A Unified and Interpretable Emotion Representation and Expression Generation
Reni Paskaleva, Mykyta Holubakha, Andela Ilic, Saman Motamed, Luc Van Gool, Danda Paudel
TL;DR
The paper introduces C2A2, a unified and interpretable emotion representation that merges Canonical, Compound, AUs, and AV into a 3D space with a learned third axis $Z$. It presents implicit supervision for $Z$ via GANmut and maps images back to the space using $\hat{Z}$, while enabling continuous, fine-grained control through a number encoder integrated with text-to-image diffusion (DreamBooth/Stable Diffusion) for text+number conditioning. Empirical results on AffectNet show that the 3D C2A2 representation covers more compound emotions (15/17) than the 2D AV space and yields superior quantitative (FED, ERE, SS) and qualitative outcomes, corroborated by expert human evaluations. The approach offers a practical pathway to richer, controllable emotion generation in visual media and lays groundwork for extensions to temporal dynamics and ethical deployment.
Abstract
Canonical emotions, such as happy, sad, and fearful, are easy to understand and annotate. However, emotions are often compound, e.g. happily surprised, and can be mapped to the action units (AUs) used for expressing emotions, and trivially to the canonical ones. Intuitively, emotions are continuous as represented by the arousal-valence (AV) model. An interpretable unification of these four modalities - namely, Canonical, Compound, AUs, and AV - is highly desirable, for a better representation and understanding of emotions.

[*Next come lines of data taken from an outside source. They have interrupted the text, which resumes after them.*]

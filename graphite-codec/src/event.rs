//! Structured event model shared by the decode and encode paths.
//!
//! An [`Event`] is an ordered set of named fields plus two reserved fields,
//! `@timestamp` and `@version`. Field values are either a [`Scalar`] or a
//! single level of nested scalars ([`FieldValue::Map`]).
//!
//! Events serialize to and from the usual JSON shape:
//!
//! ```json
//! {"@timestamp": "2024-01-01T00:00:00Z", "@version": "1", "host": "web1", "stats": {"p99": 9.9}}
//! ```

use std::fmt;

use chrono::{DateTime, Utc};
use indexmap::IndexMap;
use serde::{Deserialize, Deserializer, Serialize};

use crate::coerce::format_value;
use crate::error::DecodeError;

/// Name of the reserved timestamp field.
pub const TIMESTAMP_FIELD: &str = "@timestamp";

/// Name of the reserved version field.
pub const VERSION_FIELD: &str = "@version";

/// Version stamped on events this crate creates.
pub const DEFAULT_VERSION: &str = "1";

/// A single scalar field value.
#[derive(Debug, Clone, PartialEq, Serialize, Deserialize)]
#[serde(untagged)]
pub enum Scalar {
    /// A boolean.
    Bool(bool),
    /// A signed integer.
    Integer(i64),
    /// A double-precision float.
    Float(f64),
    /// Free-form text.
    Text(String),
}

impl fmt::Display for Scalar {
    fn fmt(&self, f: &mut fmt::Formatter<'_>) -> fmt::Result {
        match self {
            Self::Bool(b) => write!(f, "{b}"),
            Self::Integer(i) => write!(f, "{i}"),
            Self::Float(v) => f.write_str(&format_value(*v)),
            Self::Text(s) => f.write_str(s),
        }
    }
}

impl From<bool> for Scalar {
    fn from(value: bool) -> Self {
        Self::Bool(value)
    }
}

impl From<i64> for Scalar {
    fn from(value: i64) -> Self {
        Self::Integer(value)
    }
}

impl From<f64> for Scalar {
    fn from(value: f64) -> Self {
        Self::Float(value)
    }
}

impl From<&str> for Scalar {
    fn from(value: &str) -> Self {
        Self::Text(value.to_string())
    }
}

impl From<String> for Scalar {
    fn from(value: String) -> Self {
        Self::Text(value)
    }
}

/// The value held by an event field.
///
/// Exactly one level of nesting is supported: a map's entries are scalars.
#[derive(Debug, Clone, PartialEq, Serialize, Deserialize)]
#[serde(untagged)]
pub enum FieldValue {
    /// A single scalar.
    Scalar(Scalar),
    /// Sub-name to scalar, in insertion order.
    Map(IndexMap<String, Scalar>),
}

impl FieldValue {
    /// Builds a nested map value from `(sub_name, value)` pairs.
    ///
    /// # Examples
    ///
    /// ```rust
    /// use graphite_codec::FieldValue;
    ///
    /// let stats = FieldValue::map([("p50", "1.1"), ("p99", "9.9")]);
    /// assert!(stats.as_map().is_some());
    /// ```
    pub fn map<I, K, V>(entries: I) -> Self
    where
        I: IntoIterator<Item = (K, V)>,
        K: Into<String>,
        V: Into<Scalar>,
    {
        Self::Map(
            entries
                .into_iter()
                .map(|(k, v)| (k.into(), v.into()))
                .collect(),
        )
    }

    /// Returns the scalar, if this is not a map.
    pub fn as_scalar(&self) -> Option<&Scalar> {
        match self {
            Self::Scalar(s) => Some(s),
            Self::Map(_) => None,
        }
    }

    /// Returns the nested map, if this is one.
    pub fn as_map(&self) -> Option<&IndexMap<String, Scalar>> {
        match self {
            Self::Scalar(_) => None,
            Self::Map(m) => Some(m),
        }
    }
}

impl fmt::Display for FieldValue {
    fn fmt(&self, f: &mut fmt::Formatter<'_>) -> fmt::Result {
        match self {
            Self::Scalar(s) => s.fmt(f),
            // Maps render as compact JSON when substituted into text.
            Self::Map(m) => {
                let json = serde_json::to_string(m).map_err(|_| fmt::Error)?;
                f.write_str(&json)
            }
        }
    }
}

macro_rules! scalar_field_value_from {
    ($($ty:ty),* $(,)?) => {
        $(
            impl From<$ty> for FieldValue {
                fn from(value: $ty) -> Self {
                    Self::Scalar(value.into())
                }
            }
        )*
    };
}

scalar_field_value_from!(bool, i64, f64, &str, String);

impl From<Scalar> for FieldValue {
    fn from(value: Scalar) -> Self {
        Self::Scalar(value)
    }
}

impl From<IndexMap<String, Scalar>> for FieldValue {
    fn from(value: IndexMap<String, Scalar>) -> Self {
        Self::Map(value)
    }
}

/// A structured event.
///
/// Events are built once per decoded line, or handed to the encoder by the
/// surrounding pipeline. The codec never mutates an event it is given.
#[derive(Debug, Clone, PartialEq, Serialize, Deserialize)]
pub struct Event {
    #[serde(rename = "@timestamp", default = "Utc::now")]
    timestamp: DateTime<Utc>,

    #[serde(
        rename = "@version",
        default = "default_version",
        deserialize_with = "deserialize_version"
    )]
    version: String,

    #[serde(flatten)]
    fields: IndexMap<String, FieldValue>,
}

fn default_version() -> String {
    DEFAULT_VERSION.to_string()
}

/// `@version` is opaque: any JSON value is accepted and kept as text.
fn deserialize_version<'de, D>(deserializer: D) -> Result<String, D::Error>
where
    D: Deserializer<'de>,
{
    Ok(match serde_json::Value::deserialize(deserializer)? {
        serde_json::Value::String(version) => version,
        serde_json::Value::Null => default_version(),
        other => other.to_string(),
    })
}

impl Event {
    /// Creates an event with no user fields at the given instant.
    pub fn new(timestamp: DateTime<Utc>) -> Self {
        Self {
            timestamp,
            version: default_version(),
            fields: IndexMap::new(),
        }
    }

    /// Creates an event at `seconds` since the Unix epoch.
    ///
    /// # Errors
    ///
    /// Returns [`DecodeError::TimestampOutOfRange`] if the instant is outside
    /// chrono's representable range.
    pub fn at_epoch(seconds: i64) -> Result<Self, DecodeError> {
        DateTime::from_timestamp(seconds, 0)
            .map(Self::new)
            .ok_or(DecodeError::TimestampOutOfRange { seconds })
    }

    /// Sets a field, keeping its original position if it already existed.
    ///
    /// Returns the previous value, if any.
    pub fn insert(
        &mut self,
        name: impl Into<String>,
        value: impl Into<FieldValue>,
    ) -> Option<FieldValue> {
        self.fields.insert(name.into(), value.into())
    }

    /// Builder-style [`Event::insert`].
    #[must_use]
    pub fn with_field(mut self, name: impl Into<String>, value: impl Into<FieldValue>) -> Self {
        self.insert(name, value);
        self
    }

    /// Looks up a user field by name.
    pub fn get(&self, name: &str) -> Option<&FieldValue> {
        self.fields.get(name)
    }

    /// Looks up one entry of a nested field.
    pub fn get_nested(&self, name: &str, sub_name: &str) -> Option<&Scalar> {
        self.fields.get(name)?.as_map()?.get(sub_name)
    }

    /// Iterates user fields in insertion order.
    ///
    /// The reserved fields are not part of this iteration.
    pub fn fields(&self) -> impl Iterator<Item = (&str, &FieldValue)> {
        self.fields.iter().map(|(k, v)| (k.as_str(), v))
    }

    /// Number of user fields.
    pub fn len(&self) -> usize {
        self.fields.len()
    }

    /// Returns `true` if the event has no user fields.
    pub fn is_empty(&self) -> bool {
        self.fields.is_empty()
    }

    /// The event's `@timestamp`.
    pub fn timestamp(&self) -> DateTime<Utc> {
        self.timestamp
    }

    /// Replaces the event's `@timestamp`.
    pub fn set_timestamp(&mut self, timestamp: DateTime<Utc>) {
        self.timestamp = timestamp;
    }

    /// The event's `@timestamp` as whole seconds since the Unix epoch.
    pub fn epoch_seconds(&self) -> i64 {
        self.timestamp.timestamp()
    }

    /// The event's `@version`.
    pub fn version(&self) -> &str {
        &self.version
    }
}
//! Graphite line decoding.

use crate::coerce::coerce_f64;
use crate::error::DecodeError;
use crate::event::{Event, Scalar};

/// Parses `name value timestamp` lines into events.
///
/// The decoder applies no filtering or formatting: the resulting event holds
/// exactly one user field, the metric name mapped to its value as a float,
/// with `@timestamp` taken from the line.
#[derive(Debug, Clone, Copy, Default)]
pub struct Decoder;

impl Decoder {
    /// Creates a decoder.
    pub fn new() -> Self {
        Self
    }

    /// Decodes a single line, without its terminator.
    ///
    /// A value that is not a decimal number decodes as `0.0`.
    ///
    /// # Errors
    ///
    /// - [`DecodeError::MalformedLine`] if the line does not split on
    ///   whitespace into exactly three fields
    /// - [`DecodeError::InvalidTimestamp`] if the timestamp is not an integer
    /// - [`DecodeError::TimestampOutOfRange`] if the timestamp cannot be
    ///   represented
    ///
    /// # Examples
    ///
    /// ```rust
    /// use graphite_codec::{Decoder, FieldValue};
    ///
    /// let event = Decoder::new().decode("servers.web1.load 0.75 1700000000").unwrap();
    /// assert_eq!(event.get("servers.web1.load"), Some(&FieldValue::from(0.75)));
    /// assert_eq!(event.epoch_seconds(), 1_700_000_000);
    /// ```
    pub fn decode(&self, line: &str) -> Result<Event, DecodeError> {
        let tokens: Vec<&str> = line.split_whitespace().collect();
        let &[name, value, timestamp] = tokens.as_slice() else {
            return Err(DecodeError::MalformedLine {
                line: line.to_string(),
                tokens: tokens.len(),
            });
        };

        let seconds: i64 = timestamp.parse().map_err(|_| DecodeError::InvalidTimestamp {
            token: timestamp.to_string(),
        })?;
        let event = Event::at_epoch(seconds)?;

        Ok(event.with_field(name, Scalar::Float(coerce_f64(value))))
    }
}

However, such unification remains to be unknown in the current literature. In this work, we propose an interpretable and unified emotion model, referred as C2A2. We also develop a method that leverages labels of the non-unified models to annotate the novel unified one. Finally, we modify the text-conditional diffusion models to understand continuous numbers, which are then used to generate continuous expressions using our unified emotion model. Through quantitative and qualitative experiments, we show that our generated images are rich and capture subtle expressions. Our work allows a fine-grained generation of expressions in conjunction with other textual inputs and offers a new label space for emotions at the same time.